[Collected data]
--- START ---

#[test]
fn malformed_input_fails_before_any_statement() {
    let db = memory_db();
    let col = db.collection("strict").unwrap();
    col.insert_one(doc(json!({"a": 1}))).unwrap();
    let _g = sqllog::enable_thread_sink();

    let bad_filter = filter(json!({"a": {"$regex": "x"}}));
    assert!(matches!(
        col.find(&bad_filter, &FindOptions::default()),
        Err(DbError::CompilationError(_))
    ));
    assert!(col.count(&bad_filter).is_err());
    assert!(col.delete_many(&bad_filter).is_err());
    let mixed = doc(json!({"$set": {"a": 2}, "b": 1}));
    assert!(col.update_many(&Filter::all(), &mixed).is_err());
    let id_write = doc(json!({"$set": {"_id": "z"}}));
    assert!(col.update_many(&Filter::all(), &id_write).is_err());
    let operators = doc(json!({"$set": {"a": 2}}));
    assert!(col.replace_many(&Filter::all(), &operators).is_err());
    let bad_sort = FindOptions {
        sort: Some(vec![SortSpec::asc("$bad")]),
        ..FindOptions::default()
    };
    assert!(col.find(&Filter::all(), &bad_sort).is_err());
    assert!(sqllog::drain().is_empty());

    col.count(&Filter::all()).unwrap();
    assert_eq!(sqllog::drain().len(), 1);
}

#[test]
fn delete_many_pushdown_is_one_statement() {
    let db = memory_db();
    let col = db.collection("del").unwrap();
    for i in 0..5 {
        col.insert_one(doc(json!({"i": i}))).unwrap();
    }
    let _g = sqllog::enable_thread_sink();
    let report = col.delete_many(&filter(json!({"i": {"$gte": 2}}))).unwrap();
    assert_eq!(report.deleted, 3);
    let issued = sqllog::drain();
    assert_eq!(issued.len(), 1);
    assert!(issued[0].starts_with("DELETE FROM \"del\" WHERE"));

    assert_eq!(col.delete_one(&Filter::all()).unwrap().deleted, 1);
    assert_eq!(col.delete_many(&Filter::predicate(|_| true)).unwrap().deleted, 1);
    assert_eq!(col.count(&Filter::all()).unwrap(), 0);
}

#[test]
fn corrupt_rows_surface_decode_errors() {
    let conn = SqliteConnection::open_in_memory().unwrap();
    let qb = QueryBuilder::new(DialectKind::Sqlite.dialect());
    conn.execute(&Statement::new(qb.build_create_table("bad"))).unwrap();
    let mut insert = Statement::new("INSERT INTO \"bad\" (\"document\") VALUES (?)");
    for text in ["{\"_id\":\"1\",\"n\":1}", "[1,2,3]", "{\"_id\":\"3\",\"n\":3}"] {
        insert.params = vec![SqlValue::Text(text.to_owned())];
        conn.execute(&insert).unwrap();
    }
    let db = Database::with_connection(Box::new(conn), DialectKind::Sqlite.dialect());
    let col = db.collection("bad").unwrap();
    let items: Vec<_> = col.find(&Filter::all(), &FindOptions::default()).unwrap().collect();
    assert_eq!(items.len(), 3);
    assert!(items[0].is_ok() && items[2].is_ok());
    assert!(matches!(items[1], Err(DbError::DecodeError(_))));
    assert!(col.find(&Filter::all(), &FindOptions::default()).unwrap().to_vec().is_err());
    assert!(matches!(col.count(&Filter::predicate(|_| true)), Err(DbError::DecodeError(_))));
}

#[test]
fn invalid_utf8_rows_surface_decode_errors() {
    let conn = SqliteConnection::open_in_memory().unwrap();
    let qb = QueryBuilder::new(DialectKind::Sqlite.dialect());
    conn.execute(&Statement::new(qb.build_create_table("bytes"))).unwrap();
    let mut insert = Statement::new("INSERT INTO \"bytes\" (\"document\") VALUES (?)");
    insert.params = vec![SqlValue::Blob(b"{\"_id\":\"1\",\"s\":\"a\xFFb\"}".to_vec())];
    conn.execute(&insert).unwrap();
    let db = Database::with_connection(Box::new(conn), DialectKind::Sqlite.dialect());
    let col = db.collection("bytes").unwrap();
    let items: Vec<_> = col.find(&Filter::all(), &FindOptions::default()).unwrap().collect();
    assert_eq!(items.len(), 1);
    assert!(matches!(items[0], Err(DbError::DecodeError(_))));
}

#[test]
fn duplicate_ids_are_rejected() {
    let db = memory_db();
    let col = db.collection("dup").unwrap();
    assert_eq!(col.insert_one(doc(json!({"_id": "same", "n": 1}))).unwrap(), "same");
    assert!(matches!(
        col.insert_one(doc(json!({"_id": "same", "n": 2}))),
        Err(DbError::DuplicateId(_))
    ));
    assert_eq!(col.count(&Filter::all()).unwrap(), 1);

    let res = col.insert_many([
        doc(json!({"_id": "b"})),
        doc(json!({"_id": "b"})),
        doc(json!({"_id": "c"})),
    ]);
    assert!(matches!(res, Err(DbError::DuplicateId(_))));
    assert_eq!(col.count(&Filter::all()).unwrap(), 2);

    col.insert_one(doc(json!({"_id": "other", "n": 2}))).unwrap();
    let r = col.update_one(&filter(json!({"n": 1})), &doc(json!({"x": 9}))).unwrap();
    assert_eq!((r.matched, r.modified), (1, 1));
    assert_eq!(col.count(&filter(json!({"x": 9}))).unwrap(), 1);
    assert_eq!(col.delete_one(&Filter::all()).unwrap().deleted, 1);
    assert_eq!(col.count(&Filter::all()).unwrap(), 2);
}

#[test]
fn text_dialect_rejects_duplicate_ids() {
    let conn = SqliteConnection::open_in_memory().unwrap();
    let db = Database::with_connection(Box::new(conn), DialectKind::Text.dialect());
    let col = db.collection("plain_dup").unwrap();
    col.insert_one(doc(json!({"_id": "k", "v": 1}))).unwrap();
    assert!(matches!(
        col.insert_one(doc(json!({"_id": "k", "v": 1}))),
        Err(DbError::DuplicateId(_))
    ));
    assert_eq!(col.count(&Filter::all()).unwrap(), 1);
}

#[test]
fn text_dialect_scans_and_addresses_rows_by_content() {
    let conn = SqliteConnection::open_in_memory().unwrap();
    let db = Database::with_connection(Box::new(conn), DialectKind::Text.dialect())
        .with_id_generator(Arc::new(SequentialIdGenerator::new("t")));
    let col = db.collection("plain").unwrap();
    col.insert_many([
        doc(json!({"name": "a", "age": 5})),
        doc(json!({"name": "b", "age": 10})),
    ])
    .unwrap();

    let cursor = col.find(&filter(json!({"age": {"$gt": 6}})), &FindOptions::default()).unwrap();
    assert!(!cursor.is_pushdown());
    assert_eq!(names(&cursor.to_vec().unwrap()), vec!["b"]);

    let r = col.update_one(&filter(json!({"name": "a"})), &doc(json!({"age": 6}))).unwrap();
    assert_eq!(r.modified, 1);
    let a = col.find_one(&filter(json!({"name": "a"})), &FindOptions::default()).unwrap().unwrap();
    assert_eq!(a["age"], json!(6));
    assert_eq!(col.delete_many(&filter(json!({"age": {"$lt": 7}}))).unwrap().deleted, 1);
    assert_eq!(col.count(&Filter::all()).unwrap(), 1);
}

#[test]
fn drop_removes_the_table() {
    let db = memory_db();
    let col = db.collection("gone").unwrap();
    col.insert_one(doc(json!({"x": 1}))).unwrap();
    col.drop().unwrap();
    assert_eq!(db.collection("gone").unwrap().count(&Filter::all()).unwrap(), 0);
}

#[test]
fn file_backed_database_persists() {
    let dir = tempfile::tempdir().unwrap();
    let path = dir.path().join("app.db");
    {
        let db = Database::open(&path).unwrap();
        db.collection("keep").unwrap().insert_one(doc(json!({"_id": "k", "v": 1}))).unwrap();
    }
    let db = Database::open(&path).unwrap();
    let col = db.collection("keep").unwrap();
    let d = find_one(&col, json!({})).unwrap();
    assert_eq!(d["v"], json!(1));
}
//! Per-engine SQL syntax: JSON path extraction, identifier quoting, placeholders, DDL and the
//! optional merge-patch expression.
//!
//! Dialects are stateless templates. A capability an engine lacks is reported as `None` and the
//! callers degrade (for example to in-process evaluation) instead of guessing.

use std::fmt;
use std::str::FromStr;
use std::sync::Arc;

use serde::{Deserialize, Serialize};

use crate::errors::DbError;
use crate::query::path::{FieldPath, json_path_literal, sql_string_literal};
use crate::query::types::{Order, Scalar, ValueKind};
use crate::types::SqlValue;

/// Name of the single column holding the serialized document.
pub const DOCUMENT_COLUMN: &str = "document";

#[derive(Debug, Clone, Copy, PartialEq, Eq, Hash, Default, Serialize, Deserialize)]
#[serde(rename_all = "lowercase")]
pub enum DialectKind {
    #[default]
    Sqlite,
    Mysql,
    Postgres,
    Text,
}

impl DialectKind {
    #[must_use]
    pub fn dialect(self) -> Arc<dyn Dialect> {
        match self {
            Self::Sqlite => Arc::new(SqliteDialect),
            Self::Mysql => Arc::new(MySqlDialect),
            Self::Postgres => Arc::new(PostgresDialect),
            Self::Text => Arc::new(TextDialect),
        }
    }

    #[must_use]
    pub const fn as_str(self) -> &'static str {
        match self {
            Self::Sqlite => "sqlite",
            Self::Mysql => "mysql",
            Self::Postgres => "postgres",
            Self::Text => "text",
        }
    }
}

impl fmt::Display for DialectKind {
    fn fmt(&self, f: &mut fmt::Formatter<'_>) -> fmt::Result {
        f.write_str(self.as_str())
    }
}

impl FromStr for DialectKind {
    type Err = DbError;
    fn from_str(s: &str) -> Result<Self, Self::Err> {
        match s.to_ascii_lowercase().as_str() {
            "sqlite" | "sqlite3" => Ok(Self::Sqlite),
            "mysql" | "mariadb" => Ok(Self::Mysql),
            "postgres" | "postgresql" | "pg" => Ok(Self::Postgres),
            "text" => Ok(Self::Text),
            other => Err(DbError::UnsupportedDialect(other.to_owned())),
        }
    }
}

pub trait Dialect: fmt::Debug + Send + Sync {
    fn kind(&self) -> DialectKind;

    /// Quotes an identifier, doubling any embedded quote character.
    fn quote_identifier(&self, ident: &str) -> String;

    /// Quoted name of the document column.
    fn document_column(&self) -> String {
        self.quote_identifier(DOCUMENT_COLUMN)
    }

    /// Positional placeholder for parameter `index` (1-based).
    fn placeholder(&self, _index: usize) -> String {
        "?".to_owned()
    }

    /// Placeholder for a JSON literal compared against an extracted value.
    fn literal_placeholder(&self, index: usize) -> String {
        self.placeholder(index)
    }

    /// Placeholder for a whole serialized document written to the document column.
    fn document_placeholder(&self, index: usize) -> String {
        self.placeholder(index)
    }

    /// Parameter value for a JSON literal, paired with `literal_placeholder`.
    fn bind_literal(&self, value: &Scalar) -> SqlValue;

    /// Expression selecting the document column as text.
    fn select_document(&self) -> String {
        self.document_column()
    }

    /// Whether `extract` and the checks built on it are available.
    fn supports_json_paths(&self) -> bool {
        true
    }

    /// Expression extracting `path` from `column`; SQL NULL when absent.
    fn extract(&self, column: &str, path: &FieldPath) -> Option<String>;

    /// Boolean expression that is true when the value at `path` has JSON type `kind`.
    fn type_guard(&self, column: &str, path: &FieldPath, kind: ValueKind) -> Option<String>;

    /// Boolean expression that is true when `path` is missing or holds JSON null.
    fn null_check(&self, column: &str, path: &FieldPath) -> Option<String> {
        self.extract(column, path).map(|x| format!("{x} IS NULL"))
    }

    /// Boolean expression that is true when `path` is present, JSON null included.
    fn exists_check(&self, column: &str, path: &FieldPath) -> Option<String>;

    fn order_term(&self, expr: &str, order: Order) -> String {
        match order {
            Order::Asc => format!("{expr} ASC"),
            Order::Desc => format!("{expr} DESC"),
        }
    }

    /// Column reflecting insertion order, used as the final sort key.
    fn insertion_order(&self) -> Option<&'static str> {
        None
    }

    /// Renders LIMIT/OFFSET from already-rendered placeholders. Empty when both are absent.
    fn limit_offset(&self, limit: Option<&str>, offset: Option<&str>) -> String;

    /// Idempotent DDL for a collection table. `table` is already quoted.
    fn create_table(&self, table: &str) -> String;

    fn drop_table(&self, table: &str) -> String {
        format!("DROP TABLE IF EXISTS {table}")
    }

    /// Expression merging the JSON object bound at `placeholder` over the stored document.
    fn merge_patch(&self, _column: &str, _placeholder: &str) -> Option<String> {
        None
    }
}

fn quote_with(ident: &str, q: char) -> String {
    let doubled: String = [q, q].iter().collect();
    format!("{q}{}{q}", ident.replace(q, &doubled))
}

fn sqlite_bind(value: &Scalar) -> SqlValue {
    match value {
        Scalar::Null => SqlValue::Null,
        Scalar::Bool(b) => SqlValue::Integer(i64::from(*b)),
        Scalar::Number(n) => n
            .as_i64()
            .map(SqlValue::Integer)
            .or_else(|| n.as_f64().map(SqlValue::Real))
            .unwrap_or(SqlValue::Null),
        Scalar::String(s) => SqlValue::Text(s.clone()),
    }
}

fn json_text_bind(value: &Scalar) -> SqlValue {
    SqlValue::Text(value.to_json().to_string())
}

fn sqlite_style_limit(limit: Option<&str>, offset: Option<&str>, unbounded: &str) -> String {
    match (limit, offset) {
        (None, None) => String::new(),
        (Some(l), None) => format!("LIMIT {l}"),
        (l, Some(o)) => format!("LIMIT {} OFFSET {o}", l.unwrap_or(unbounded)),
    }
}

/// SQLite with the built-in JSON functions.
#[derive(Debug, Clone, Copy, Default)]
pub struct SqliteDialect;

impl Dialect for SqliteDialect {
    fn kind(&self) -> DialectKind {
        DialectKind::Sqlite
    }

    fn quote_identifier(&self, ident: &str) -> String {
        quote_with(ident, '"')
    }

    fn bind_literal(&self, value: &Scalar) -> SqlValue {
        sqlite_bind(value)
    }

    fn extract(&self, column: &str, path: &FieldPath) -> Option<String> {
        Some(format!("json_extract({column}, {})", json_path_literal(path)))
    }

    fn type_guard(&self, column: &str, path: &FieldPath, kind: ValueKind) -> Option<String> {
        let names = match kind {
            ValueKind::Number => "'integer', 'real'",
            ValueKind::String => "'text'",
            ValueKind::Bool => "'true', 'false'",
        };
        Some(format!("json_type({column}, {}) IN ({names})", json_path_literal(path)))
    }

    fn exists_check(&self, column: &str, path: &FieldPath) -> Option<String> {
        Some(format!("json_type({column}, {}) IS NOT NULL", json_path_literal(path)))
    }

    fn insertion_order(&self) -> Option<&'static str> {
        Some("rowid")
    }

    fn limit_offset(&self, limit: Option<&str>, offset: Option<&str>) -> String {
        sqlite_style_limit(limit, offset, "-1")
    }

    fn create_table(&self, table: &str) -> String {
        format!("CREATE TABLE IF NOT EXISTS {table} ({} TEXT NOT NULL)", self.document_column())
    }

    fn merge_patch(&self, column: &str, placeholder: &str) -> Option<String> {
        Some(format!("json_patch({column}, {placeholder})"))
    }
}

/// MySQL 5.7+/8 with a native JSON column.
#[derive(Debug, Clone, Copy, Default)]
pub struct MySqlDialect;

impl Dialect for MySqlDialect {
    fn kind(&self) -> DialectKind {
        DialectKind::Mysql
    }

    fn quote_identifier(&self, ident: &str) -> String {
        quote_with(ident, '`')
    }

    fn literal_placeholder(&self, index: usize) -> String {
        format!("CAST({} AS JSON)", self.placeholder(index))
    }

    fn bind_literal(&self, value: &Scalar) -> SqlValue {
        json_text_bind(value)
    }

    fn extract(&self, column: &str, path: &FieldPath) -> Option<String> {
        Some(format!("JSON_EXTRACT({column}, {})", json_path_literal(path)))
    }

    fn type_guard(&self, column: &str, path: &FieldPath, kind: ValueKind) -> Option<String> {
        let names = match kind {
            ValueKind::Number => "'INTEGER', 'UNSIGNED INTEGER', 'DOUBLE', 'DECIMAL'",
            ValueKind::String => "'STRING'",
            ValueKind::Bool => "'BOOLEAN'",
        };
        let x = self.extract(column, path)?;
        Some(format!("JSON_TYPE({x}) IN ({names})"))
    }

    fn null_check(&self, column: &str, path: &FieldPath) -> Option<String> {
        let x = self.extract(column, path)?;
        Some(format!("COALESCE(JSON_TYPE({x}), 'NULL') = 'NULL'"))
    }

    fn exists_check(&self, column: &str, path: &FieldPath) -> Option<String> {
        Some(format!("JSON_CONTAINS_PATH({column}, 'one', {})", json_path_literal(path)))
    }

    fn limit_offset(&self, limit: Option<&str>, offset: Option<&str>) -> String {
        sqlite_style_limit(limit, offset, "18446744073709551615")
    }

    fn create_table(&self, table: &str) -> String {
        format!("CREATE TABLE IF NOT EXISTS {table} ({} JSON NOT NULL)", self.document_column())
    }

    fn merge_patch(&self, column: &str, placeholder: &str) -> Option<String> {
        Some(format!("JSON_MERGE_PATCH({column}, {placeholder})"))
    }
}

/// PostgreSQL with a JSONB column.
#[derive(Debug, Clone, Copy, Default)]
pub struct PostgresDialect;

impl Dialect for PostgresDialect {
    fn kind(&self) -> DialectKind {
        DialectKind::Postgres
    }

    fn quote_identifier(&self, ident: &str) -> String {
        quote_with(ident, '"')
    }

    fn placeholder(&self, index: usize) -> String {
        format!("${index}")
    }

    fn literal_placeholder(&self, index: usize) -> String {
        format!("CAST(${index} AS JSONB)")
    }

    fn document_placeholder(&self, index: usize) -> String {
        format!("CAST(${index} AS JSONB)")
    }

    fn bind_literal(&self, value: &Scalar) -> SqlValue {
        json_text_bind(value)
    }

    fn select_document(&self) -> String {
        format!("CAST({} AS TEXT)", self.document_column())
    }

    fn extract(&self, column: &str, path: &FieldPath) -> Option<String> {
        let mut out = format!("({column}");
        for seg in path.segments() {
            out.push_str(" -> ");
            out.push_str(&sql_string_literal(seg));
        }
        out.push(')');
        Some(out)
    }

    fn type_guard(&self, column: &str, path: &FieldPath, kind: ValueKind) -> Option<String> {
        let name = match kind {
            ValueKind::Number => "'number'",
            ValueKind::String => "'string'",
            ValueKind::Bool => "'boolean'",
        };
        let x = self.extract(column, path)?;
        Some(format!("jsonb_typeof({x}) = {name}"))
    }

    fn null_check(&self, column: &str, path: &FieldPath) -> Option<String> {
        let x = self.extract(column, path)?;
        Some(format!("COALESCE(jsonb_typeof({x}), 'null') = 'null'"))
    }

    fn exists_check(&self, column: &str, path: &FieldPath) -> Option<String> {
        self.extract(column, path).map(|x| format!("{x} IS NOT NULL"))
    }

    fn order_term(&self, expr: &str, order: Order) -> String {
        match order {
            Order::Asc => format!("{expr} ASC NULLS FIRST"),
            Order::Desc => format!("{expr} DESC NULLS LAST"),
        }
    }

    fn limit_offset(&self, limit: Option<&str>, offset: Option<&str>) -> String {
        let mut parts = Vec::new();
        if let Some(l) = limit {
            parts.push(format!("LIMIT {l}"));
        }
        if let Some(o) = offset {
            parts.push(format!("OFFSET {o}"));
        }
        parts.join(" ")
    }

    fn create_table(&self, table: &str) -> String {
        format!("CREATE TABLE IF NOT EXISTS {table} ({} JSONB NOT NULL)", self.document_column())
    }

    fn merge_patch(&self, column: &str, placeholder: &str) -> Option<String> {
        Some(format!("{column} || {placeholder}"))
    }
}

/// An engine that stores the document as opaque text and has no JSON functions.
///
/// Every declarative filter runs in process against a full scan.
#[derive(Debug, Clone, Copy, Default)]
pub struct TextDialect;

impl Dialect for TextDialect {
    fn kind(&self) -> DialectKind {
        DialectKind::Text
    }

    fn quote_identifier(&self, ident: &str) -> String {
        quote_with(ident, '"')
    }

    fn bind_literal(&self, value: &Scalar) -> SqlValue {
        sqlite_bind(value)
    }

    fn supports_json_paths(&self) -> bool {
        false
    }

    fn extract(&self, _column: &str, _path: &FieldPath) -> Option<String> {
        None
    }

    fn type_guard(&self, _column: &str, _path: &FieldPath, _kind: ValueKind) -> Option<String> {
        None
    }

    fn exists_check(&self, _column: &str, _path: &FieldPath) -> Option<String> {
        None
    }

    fn limit_offset(&self, limit: Option<&str>, offset: Option<&str>) -> String {
        sqlite_style_limit(limit, offset, "-1")
    }

    fn create_table(&self, table: &str) -> String {
        format!("CREATE TABLE IF NOT EXISTS {table} ({} TEXT NOT NULL)", self.document_column())
    }
}
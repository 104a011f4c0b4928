//! Políticas de reintento y de delay posterior de un step.

use std::time::Duration;

use super::descriptor::StepSnapshot;

/// Reintentos acotados de la pareja acción/condición de un step.
///
/// El intento `k` dispone de una ventana `delays[k-1]` (el último valor se
/// repite si la secuencia se agota) para que la condición se cumpla; cuando
/// la ventana del último intento vence sin éxito el step pasa a `Failed`.
///
/// Un step SIN política de reintentos sondea su condición indefinidamente,
/// acotado sólo por su timeout. Ese es el caso normal de "esperar a que el
/// proceso externo llegue".
#[derive(Debug, Clone, PartialEq, Eq)]
pub struct RetryPolicy {
    pub max_attempts: u32,
    pub delays: Vec<Duration>,
}

impl RetryPolicy {
    /// `max_attempts` se satura en 1: cero intentos no es representable.
    pub fn new(max_attempts: u32, delays: Vec<Duration>) -> Self {
        Self { max_attempts: max_attempts.max(1),
               delays }
    }

    /// Ventana que separa al intento `attempt` del siguiente (o del fallo
    /// final, si `attempt` era el último). `delays` vacío equivale a cero.
    pub fn delay_after(&self, attempt: u32) -> Duration {
        let idx = attempt.saturating_sub(1) as usize;
        match self.delays.get(idx) {
            Some(d) => *d,
            None => self.delays.last().copied().unwrap_or(Duration::ZERO),
        }
    }
}

/// Tiempo muerto tras el éxito de un step, antes de permitir que el cursor
/// avance al siguiente.
pub enum PostDelay {
    /// Duración fija.
    Fixed(Duration),
    /// Calculado a partir del step ya completado.
    PerStep(Box<dyn Fn(&StepSnapshot) -> Duration>),
}

impl PostDelay {
    pub(crate) fn resolve(&self, snapshot: &StepSnapshot) -> Duration {
        match self {
            PostDelay::Fixed(d) => *d,
            PostDelay::PerStep(f) => f(snapshot),
        }
    }
}

impl std::fmt::Debug for PostDelay {
    fn fmt(&self, f: &mut std::fmt::Formatter<'_>) -> std::fmt::Result {
        match self {
            PostDelay::Fixed(d) => f.debug_tuple("Fixed").field(d).finish(),
            PostDelay::PerStep(_) => f.write_str("PerStep(..)"),
        }
    }
}

#[cfg(test)]
mod tests {
    use super::*;

    #[test]
    fn delay_after_repeats_last_value() {
        let p = RetryPolicy::new(5,
                                 vec![Duration::from_secs(2), Duration::from_secs(1)]);
        assert_eq!(p.delay_after(1), Duration::from_secs(2));
        assert_eq!(p.delay_after(2), Duration::from_secs(1));
        assert_eq!(p.delay_after(3), Duration::from_secs(1));
        assert_eq!(p.delay_after(9), Duration::from_secs(1));
    }

    #[test]
    fn empty_delays_mean_zero() {
        let p = RetryPolicy::new(3, vec![]);
        assert_eq!(p.delay_after(1), Duration::ZERO);
        assert_eq!(p.delay_after(3), Duration::ZERO);
    }

    #[test]
    fn max_attempts_clamped_to_one() {
        let p = RetryPolicy::new(0, vec![]);
        assert_eq!(p.max_attempts, 1);
    }
}
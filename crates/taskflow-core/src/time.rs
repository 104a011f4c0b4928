//! Reloj inyectable para el motor.
//!
//! La cola nunca duerme ni consulta el reloj del sistema directamente: todo
//! el tiempo entra por el trait `Clock`. Esto permite que los reintentos,
//! timeouts y delays se prueben con un reloj manual, sin `sleep` y sin
//! depender de la cadencia real de los ticks.

use chrono::{DateTime, TimeDelta, Utc};
use std::cell::Cell;
use std::rc::Rc;
use std::time::Duration;

/// Fuente de tiempo del motor.
pub trait Clock {
    fn now(&self) -> DateTime<Utc>;
}

/// Reloj de producción: hora UTC del sistema.
#[derive(Debug, Clone, Copy, Default)]
pub struct SystemClock;

impl Clock for SystemClock {
    #[inline]
    fn now(&self) -> DateTime<Utc> {
        Utc::now()
    }
}

/// Reloj manual para tests.
///
/// Es un handle clonable: la cola posee una copia y el test otra, ambas
/// apuntando al mismo instante compartido. Avanzar el reloj desde el test
/// se refleja inmediatamente dentro del motor.
#[derive(Debug, Clone)]
pub struct ManualClock {
    now: Rc<Cell<DateTime<Utc>>>,
}

impl ManualClock {
    pub fn new(start: DateTime<Utc>) -> Self {
        Self { now: Rc::new(Cell::new(start)) }
    }

    /// Reloj arrancando en el epoch Unix. Suficiente para tests.
    pub fn epoch() -> Self {
        Self::new(DateTime::<Utc>::UNIX_EPOCH)
    }

    /// Avanza el instante compartido.
    pub fn advance(&self, d: Duration) {
        let delta = TimeDelta::from_std(d).unwrap_or(TimeDelta::MAX);
        self.now.set(self.now.get() + delta);
    }

    pub fn set(&self, t: DateTime<Utc>) {
        self.now.set(t);
    }
}

impl Clock for ManualClock {
    #[inline]
    fn now(&self) -> DateTime<Utc> {
        self.now.get()
    }
}

/// `true` si entre `since` y `now` pasó al menos `d`.
pub(crate) fn elapsed(since: DateTime<Utc>, now: DateTime<Utc>, d: Duration) -> bool {
    let delta = TimeDelta::from_std(d).unwrap_or(TimeDelta::MAX);
    now.signed_duration_since(since) >= delta
}
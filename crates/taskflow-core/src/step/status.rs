use serde::{Deserialize, Serialize};

/// Estado de un step en tiempo de ejecución.
///
/// Las transiciones válidas son:
/// - `Pending` -> `Running`
/// - `Running` -> `Succeeded` | `Failed` | `Cancelled` | `TimedOut`
/// - `Pending` -> `Cancelled` (el step fue descartado antes de arrancar)
///
/// Una vez terminal, el estado no cambia nunca. La cola es la única que
/// muta este estado.
#[derive(Debug, Clone, Copy, PartialEq, Eq, Serialize, Deserialize)]
pub enum StepState {
    /// El step espera su turno en la cola.
    Pending,
    /// El step arrancó: su acción corrió y su condición se sondea por tick.
    Running,
    /// La condición se cumplió (y el delay posterior, si había, venció).
    Succeeded,
    /// La acción falló o los reintentos se agotaron.
    Failed,
    /// Cancelado por `stop`/`skip_current`.
    Cancelled,
    /// La condición no se cumplió dentro del presupuesto de tiempo.
    TimedOut,
}

impl StepState {
    /// `true` para los estados de los que no se sale.
    #[inline]
    pub fn is_terminal(self) -> bool {
        matches!(self,
                 StepState::Succeeded | StepState::Failed | StepState::Cancelled | StepState::TimedOut)
    }
}
//! Motor de ejecución: la cola, su builder y el control externo.

mod builder;
mod core;

pub use self::builder::TaskBuilder;
pub use self::core::{QueueControl, RunState, TaskQueue};
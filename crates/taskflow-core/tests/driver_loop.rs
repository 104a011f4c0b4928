use std::time::Duration;

use taskflow_core::{RunState, StepCtx, StepState, TaskBuilder, TaskQueue, TickDriver};

#[test]
fn run_until_idle_drains_a_ready_queue() {
    let mut queue = TaskQueue::new("driver");
    for name in ["a", "b", "c"] {
        TaskBuilder::create(name).enqueue_to(&mut queue);
    }

    queue.start();
    let driver = TickDriver::new(Duration::ZERO);
    let ticks = driver.run_until_idle(&mut queue);

    assert_eq!(queue.run_state(), RunState::Idle);
    assert_eq!(ticks, 3);
    for step in queue.steps() {
        assert_eq!(step.state(), StepState::Succeeded);
    }
}

#[test]
fn tick_n_respects_its_bound_on_a_stuck_queue() {
    let mut queue = TaskQueue::new("bounded");
    TaskBuilder::create("never").with_condition(|_ctx: &mut StepCtx<'_>| false)
                                .enqueue_to(&mut queue);

    queue.start();
    let driver = TickDriver::new(Duration::ZERO);
    let ticks = driver.tick_n(&mut queue, 5);

    assert_eq!(ticks, 5);
    assert_eq!(queue.run_state(), RunState::Running);
    assert_eq!(queue.steps()[0].state(), StepState::Running);
}

#[test]
fn driver_is_a_noop_on_an_unstarted_queue() {
    let mut queue = TaskQueue::new("idle");
    TaskBuilder::create("pending").enqueue_to(&mut queue);

    let driver = TickDriver::new(Duration::ZERO);
    assert_eq!(driver.run_until_idle(&mut queue), 0);
    assert_eq!(driver.tick_n(&mut queue, 3), 0);
    assert_eq!(queue.steps()[0].state(), StepState::Pending);
}
//! Definiciones de eventos y trait EventBus.

mod bus;
mod types;

pub use bus::{EventBus, InMemoryEventBus, Subscriber};
pub use types::{QueueEvent, QueueEventKind};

--- END ---

▸ THE PROBLEM: Please retype the data exactly as it stands, from its first line down to the line that contains "assert_eq!(issued.len(), 1);", then stop.

▸ TASK RESPONSE:
#[test]
fn malformed_input_fails_before_any_statement() {
    let db = memory_db();
    let col = db.collection("strict").unwrap();
    col.insert_one(doc(json!({"a": 1}))).unwrap();
    let _g = sqllog::enable_thread_sink();

    let bad_filter = filter(json!({"a": {"$regex": "x"}}));
    assert!(matches!(
        col.find(&bad_filter, &FindOptions::default()),
        Err(DbError::CompilationError(_))
    ));
    assert!(col.count(&bad_filter).is_err());
    assert!(col.delete_many(&bad_filter).is_err());
    let mixed = doc(json!({"$set": {"a": 2}, "b": 1}));
    assert!(col.update_many(&Filter::all(), &mixed).is_err());
    let id_write = doc(json!({"$set": {"_id": "z"}}));
    assert!(col.update_many(&Filter::all(), &id_write).is_err());
    let operators = doc(json!({"$set": {"a": 2}}));
    assert!(col.replace_many(&Filter::all(), &operators).is_err());
    let bad_sort = FindOptions {
        sort: Some(vec![SortSpec::asc("$bad")]),
        ..FindOptions::default()
    };
    assert!(col.find(&Filter::all(), &bad_sort).is_err());
    assert!(sqllog::drain().is_empty());

    col.count(&Filter::all()).unwrap();
    assert_eq!(sqllog::drain().len(), 1);
}

#[test]
fn delete_many_pushdown_is_one_statement() {
    let db = memory_db();
    let col = db.collection("del").unwrap();
    for i in 0..5 {
        col.insert_one(doc(json!({"i": i}))).unwrap();
    }
    let _g = sqllog::enable_thread_sink();
    let report = col.delete_many(&filter(json!({"i": {"$gte": 2}}))).unwrap();
    assert_eq!(report.deleted, 3);
    let issued = sqllog::drain();
    assert_eq!(issued.len(), 1);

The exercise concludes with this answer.